As those 400 tokens quickly became worth thousands of dollars, you could almost hear the collective smacking of thousands of heads, with everyone in crypto saying, “I should have been using Uniswap.”
Fast forward to this week and you’ll hear the same refrain from those who have been dragging their feet on adopting the Ethereum Name Service—a decentralized way of accessing the internet. ENS airdropped its own governance token to users on Monday, reaching a market capitalization of $586 million that same day. Yesterday, it hit $1 billion—and that’s just one of several positive metrics for the service. Individual ENS tokens are currently selling for just under $60, though the fledgling asset is still in an early period of price discovery.
The Ethereum Name Service, or ENS, is the Web 3 version of the domain name system, a method for cataloging the internet and making it easily searchable for users. Unlike DNS, ENS boasts censorship resistance through its .eth domains, which can also be used as crypto addresses for sending and receiving Ethereum-based assets.

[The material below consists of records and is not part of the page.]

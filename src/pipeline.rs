use crate::catalog::{
    CatalogClient, CatalogError, SOURCE_CATEGORY, TARGET_CATEGORY, build_category_id_map,
    upload_in_batches,
};
use crate::http::build_client;
use crate::ingest::normalize::NormalizeError;
use crate::ingest::reference::ReferenceError;
use crate::ingest::validate::ValidationError;
use crate::ingest::{
    Diagnostic, KeyRule, Lookups, NormalizedCatalog, load_reference_table, normalize_file,
    validate_csv,
};
use crate::logging::{LOG_TARGET, REPORT_TARGET};
use crate::models::{
    BatchUploadResult, CategoryIdMap, LookupTable, ProductRecord, RunContext, RunReport,
    StageReport,
};
use reqwest::Client;
use serde_json::{Value, json};
use std::{collections::BTreeMap, future::Future, time::Instant};
use thiserror::Error;
use tracing::info;

/// What a run does with its input file.
#[derive(Debug, Clone, Copy, PartialEq, Eq)]
pub enum Job {
    /// Validate, normalize and upload a product file.
    ProductLoad,
    /// Publish a source-category map for the run's source.
    CategoryMap,
}

impl Job {
    pub fn stages(self) -> &'static [Stage] {
        match self {
            Job::ProductLoad => &[
                Stage::Validate,
                Stage::CategoryMapping,
                Stage::VarianceMapping,
                Stage::CategoryIds,
                Stage::ParseDetails,
                Stage::Persist,
            ],
            Job::CategoryMap => &[
                Stage::Validate,
                Stage::LoadSourceMapping,
                Stage::PublishCategoryMap,
            ],
        }
    }

    pub fn expected_header(self, ctx: &RunContext) -> Vec<String> {
        match self {
            Job::ProductLoad => ctx.product_headers.clone(),
            Job::CategoryMap => vec![SOURCE_CATEGORY.to_string(), TARGET_CATEGORY.to_string()],
        }
    }
}

#[derive(Debug, Clone, Copy, PartialEq, Eq)]
pub enum Stage {
    Validate,
    CategoryMapping,
    VarianceMapping,
    CategoryIds,
    ParseDetails,
    Persist,
    LoadSourceMapping,
    PublishCategoryMap,
}

impl Stage {
    pub fn name(self) -> &'static str {
        match self {
            Stage::Validate => "validate",
            Stage::CategoryMapping => "category_mapping",
            Stage::VarianceMapping => "variance_mapping",
            Stage::CategoryIds => "category_ids",
            Stage::ParseDetails => "parse_details",
            Stage::Persist => "persist",
            Stage::LoadSourceMapping => "load_source_mapping",
            Stage::PublishCategoryMap => "publish_category_map",
        }
    }

    async fn execute(self, state: &mut RunState) -> Result<Value, PipelineError> {
        let stage = self.name();
        match self {
            Stage::Validate => {
                let expected = state.job.expected_header(&state.ctx);
                info!(target: REPORT_TARGET, file = %state.ctx.csv_file.display(), "Validating csv file.");
                let summary = validate_csv(&state.ctx.csv_file, &expected)
                    .map_err(|err| validation_error(stage, err))?;
                Ok(json!({ "records": summary.records, "columns": expected.len() }))
            }
            Stage::CategoryMapping => {
                let table = load_reference_table(
                    &state.ctx.category_mapping,
                    &KeyRule::Column("from".to_string()),
                    "to",
                )
                .map_err(|err| reference_error(stage, err))?;
                state.category_map = table.entries;
                Ok(json!({ "entries": state.category_map.len(), "skipped": table.skipped }))
            }
            Stage::VarianceMapping => {
                let table = load_reference_table(
                    &state.ctx.variance_mapping,
                    &KeyRule::Lowercase("Variance".to_string()),
                    "Type",
                )
                .map_err(|err| reference_error(stage, err))?;
                state.variance_map = table.entries;
                Ok(json!({ "entries": state.variance_map.len(), "skipped": table.skipped }))
            }
            Stage::CategoryIds => {
                let entries = state
                    .client
                    .fetch_parent_categories()
                    .await
                    .map_err(|err| catalog_error(stage, err))?;
                let ids = build_category_id_map(&entries);
                let output = json!({ "received": entries.len(), "distinct": ids.len() });
                state.category_ids = Some(ids);
                Ok(output)
            }
            Stage::ParseDetails => {
                let category_ids = state.category_ids.as_ref().ok_or_else(|| {
                    PipelineError::internal(stage, "category IDs must be fetched before parsing rows")
                })?;
                let lookups = Lookups {
                    category_key: &state.category_key,
                    category_map: &state.category_map,
                    variance_map: &state.variance_map,
                    category_ids,
                };
                let catalog = normalize_file(&state.ctx.csv_file, lookups)
                    .map_err(|err: NormalizeError| PipelineError::internal(stage, err.to_string()))?;
                let output = json!({
                    "rows": catalog.rows,
                    "products": catalog.products.len(),
                    "variants": catalog.variant_count(),
                    "rejected": catalog.rejected(),
                    "warnings": catalog.warnings(),
                });
                state.catalog = catalog;
                Ok(output)
            }
            Stage::Persist => {
                let uploads = upload_in_batches(
                    &state.client,
                    &state.catalog.products,
                    state.ctx.batch_size,
                )
                .await
                .map_err(|err| catalog_error(stage, err))?;
                let failed = uploads.iter().filter(|batch| !batch.success).count();
                let output = json!({ "batches": uploads.len(), "failed": failed });
                state.uploads = uploads;
                Ok(output)
            }
            Stage::LoadSourceMapping => {
                let table = load_reference_table(
                    &state.ctx.csv_file,
                    &KeyRule::Column(SOURCE_CATEGORY.to_string()),
                    TARGET_CATEGORY,
                )
                .map_err(|err| reference_error(stage, err))?;
                state.source_map = table.entries.into_iter().collect();
                Ok(json!({ "entries": state.source_map.len(), "skipped": table.skipped }))
            }
            Stage::PublishCategoryMap => {
                state
                    .client
                    .publish_category_map(&state.ctx.source_id, &state.source_map)
                    .await
                    .map_err(|err| catalog_error(stage, err))?;
                Ok(json!({ "published": state.source_map.len() }))
            }
        }
    }
}

fn validation_error(stage: &'static str, err: ValidationError) -> PipelineError {
    match err {
        ValidationError::Invalid { .. } => PipelineError::invalid_input(stage, err.to_string()),
        ValidationError::Read { .. } => PipelineError::internal(stage, err.to_string()),
    }
}

fn reference_error(stage: &'static str, err: ReferenceError) -> PipelineError {
    match err {
        ReferenceError::MissingColumns { .. } => {
            PipelineError::invalid_input(stage, err.to_string())
        }
        ReferenceError::Read { .. } => PipelineError::internal(stage, err.to_string()),
    }
}

fn catalog_error(stage: &'static str, err: CatalogError) -> PipelineError {
    PipelineError::internal(stage, err.to_string())
}

/// Everything a single run reads and produces. Created per run and dropped
/// when it ends.
struct RunState {
    job: Job,
    ctx: RunContext,
    client: CatalogClient,
    category_key: KeyRule,
    category_map: LookupTable,
    variance_map: LookupTable,
    category_ids: Option<CategoryIdMap>,
    catalog: NormalizedCatalog,
    uploads: Vec<BatchUploadResult>,
    source_map: BTreeMap<String, String>,
}

impl RunState {
    fn new(job: Job, ctx: RunContext, http: Client) -> Self {
        let client = CatalogClient::for_run(&ctx, http);
        let category_key = KeyRule::from_columns(&ctx.category_fields);
        Self {
            job,
            ctx,
            client,
            category_key,
            category_map: LookupTable::new(),
            variance_map: LookupTable::new(),
            category_ids: None,
            catalog: NormalizedCatalog::default(),
            uploads: Vec::new(),
            source_map: BTreeMap::new(),
        }
    }
}

#[derive(Debug, Clone)]
pub struct RunOutcome {
    pub report: RunReport,
    pub rows: usize,
    pub products: Vec<ProductRecord>,
    pub diagnostics: Vec<Diagnostic>,
    pub uploads: Vec<BatchUploadResult>,
}

impl RunOutcome {
    pub fn failed_batches(&self) -> usize {
        self.uploads.iter().filter(|batch| !batch.success).count()
    }
}

#[derive(Clone)]
pub struct Pipeline {
    http: Client,
}

impl Pipeline {
    pub fn new() -> Self {
        Self::with_http(build_client())
    }

    pub fn with_http(http: Client) -> Self {
        Self { http }
    }

    /// Runs every stage of `job` in order. The first fatal error ends the run;
    /// batches already uploaded stay uploaded.
    pub async fn run(&self, ctx: RunContext, job: Job) -> Result<RunOutcome, PipelineError> {
        info!(
            target: REPORT_TARGET,
            job = ?job,
            "Loading {} with the following parameters: {}",
            ctx.csv_file.display(),
            ctx.describe()
        );
        let run_id = ctx.run_id.to_string();
        let mut state = RunState::new(job, ctx, self.http.clone());
        let mut stages = Vec::with_capacity(job.stages().len());

        for stage in job.stages() {
            info!(target: LOG_TARGET, stage = stage.name(), "stage started");
            self.capture_stage(stage.name(), &mut stages, stage.execute(&mut state))
                .await?;
        }

        let rejected = state.catalog.rejected();
        let warnings = state.catalog.warnings();
        let outcome = RunOutcome {
            report: RunReport { run_id, stages },
            rows: state.catalog.rows,
            products: state.catalog.products,
            diagnostics: state.catalog.diagnostics,
            uploads: state.uploads,
        };
        info!(
            target: REPORT_TARGET,
            rows = outcome.rows,
            products = outcome.products.len(),
            rejected,
            warnings,
            batches = outcome.uploads.len(),
            failed_batches = outcome.failed_batches(),
            "Processing completed."
        );
        Ok(outcome)
    }

    async fn capture_stage<Fut>(
        &self,
        name: &'static str,
        stages: &mut Vec<StageReport>,
        fut: Fut,
    ) -> Result<(), PipelineError>
    where
        Fut: Future<Output = Result<Value, PipelineError>>,
    {
        let started = Instant::now();
        let output = fut.await?;
        let elapsed_ms = started.elapsed().as_millis();
        crate::metrics::stage_elapsed(name, elapsed_ms);
        stages.push(StageReport::new(name, elapsed_ms, output));
        Ok(())
    }
}

impl Default for Pipeline {
    fn default() -> Self {
        Self::new()
    }
}

#[derive(Debug, Error)]
#[error("stage `{stage}` failed: {message}")]
pub struct PipelineError {
    stage: &'static str,
    message: String,
    kind: PipelineErrorKind,
}

#[derive(Debug, Clone, Copy, PartialEq, Eq)]
pub enum PipelineErrorKind {
    InvalidInput,
    Internal,
}

impl PipelineError {
    pub fn invalid_input(stage: &'static str, message: impl Into<String>) -> Self {
        Self {
            stage,
            message: message.into(),
            kind: PipelineErrorKind::InvalidInput,
        }
    }

    pub fn internal(stage: &'static str, message: impl Into<String>) -> Self {
        Self {
            stage,
            message: message.into(),
            kind: PipelineErrorKind::Internal,
        }
    }

    pub fn stage(&self) -> &'static str {
        self.stage
    }

    pub fn kind(&self) -> PipelineErrorKind {
        self.kind
    }

    pub fn detail(&self) -> &str {
        &self.message
    }
}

Anyone who had an ENS name by October 31 can receive the ENS governance tokens at any point until May 4, 2022, and become a member of the DAO. They then use their tokens to delegate power to another user, who will vote on their behalf on issues related to pricing, protocols and treasury usage. In short, it’s like a representative democracy.
Let’s not take the story of ENS and turn into airdrop farmers
Find products you love and use them
The magic can continue if we don’t turn this into a predatory hunt
— Kinjal Shah (@_kinjalbshah) November 11, 2021
“In the last year or two, we’ve seen [an] explosion in innovation and experimentation with DAOs,” ENS Director of Operations Brantly Millegan told Decrypt. “ENS isn’t a DAO-experiment project, it’s a naming project, and we thought that DAOs had matured enough that we could trust one with key parameters of the ENS protocol.”
The token serves another, more basic purpose: continuing funding for the project. ENS founder Nick Johnson told Decrypt, “We survived on grants for a long while as we were building the platform and traction.”
Now it has that traction. According to data available on Dune Analytics, ENS set a record for new .eth name registrations on Tuesday with 7,057, more than double its previous high. Yesterday, it topped that record with 7,125, even though airdrop allocations were already cemented on October 31.
But the moral here isn’t that we should turn into “airdrop farmers” who ape into protocols to strike it rich, tweeted Blockchain Capital’s Kinjal Shah. Instead, she wrote, “Find products you love and use them. The magic can continue if we don’t turn this into a predatory hunt.”